use sea_orm::entity::prelude::*;
use serde::Serialize;

/// Join row carrying the Hero↔Power edge attribute `strength`.
/// Allowed values are enforced in `crate::validation`, not by the schema.
#[derive(Clone, Debug, PartialEq, Eq, DeriveEntityModel, Serialize)]
#[sea_orm(table_name = "hero_power")]
pub struct Model {
    #[sea_orm(primary_key)]
    pub id: i32,
    pub strength: String,
    pub hero_id: i32,
    pub power_id: i32,
}

#[derive(Copy, Clone, Debug, EnumIter, DeriveRelation)]
pub enum Relation {
    #[sea_orm(
        belongs_to = "super::hero::Entity",
        from = "Column::HeroId",
        to = "super::hero::Column::Id",
        on_update = "NoAction",
        on_delete = "Cascade"
    )]
    Hero,
    #[sea_orm(
        belongs_to = "super::power::Entity",
        from = "Column::PowerId",
        to = "super::power::Column::Id",
        on_update = "NoAction",
        on_delete = "Cascade"
    )]
    Power,
}

impl Related<super::hero::Entity> for Entity {
    fn to() -> RelationDef {
        Relation::Hero.def()
    }
}

impl Related<super::power::Entity> for Entity {
    fn to() -> RelationDef {
        Relation::Power.def()
    }
}

impl ActiveModelBehavior for ActiveModel {}
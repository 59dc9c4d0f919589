use axum::{
    Json,
    extract::{Path, State},
};
use std::sync::Arc;

use super::{ApiError, AppState, HeroDetailDto, HeroDto};

pub async fn list_heroes(
    State(state): State<Arc<AppState>>,
) -> Result<Json<Vec<HeroDto>>, ApiError> {
    let heroes = state.store().list_heroes().await?;

    Ok(Json(heroes.into_iter().map(HeroDto::from).collect()))
}

pub async fn get_hero(
    State(state): State<Arc<AppState>>,
    Path(id): Path<i32>,
) -> Result<Json<HeroDetailDto>, ApiError> {
    let (hero, hero_powers) = state
        .store()
        .get_hero(id)
        .await?
        .ok_or_else(ApiError::hero_not_found)?;

    Ok(Json(HeroDetailDto::new(hero, hero_powers)))
}
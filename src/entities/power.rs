use sea_orm::entity::prelude::*;
use serde::Serialize;

#[derive(Clone, Debug, PartialEq, Eq, DeriveEntityModel, Serialize)]
#[sea_orm(table_name = "power")]
pub struct Model {
    #[sea_orm(primary_key)]
    pub id: i32,
    pub name: String,
    pub description: String,
}

#[derive(Copy, Clone, Debug, EnumIter, DeriveRelation)]
pub enum Relation {
    #[sea_orm(has_many = "super::hero_power::Entity")]
    HeroPower,
}

impl Related<super::hero_power::Entity> for Entity {
    fn to() -> RelationDef {
        Relation::HeroPower.def()
    }
}

impl ActiveModelBehavior for ActiveModel {}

^^^^^^^^

What the task requires —
The expected output is each line of the records above that includes the word "Related".

Expected answer —
impl Related<super::hero::Entity> for Entity {
impl Related<super::power::Entity> for Entity {
impl Related<super::hero_power::Entity> for Entity {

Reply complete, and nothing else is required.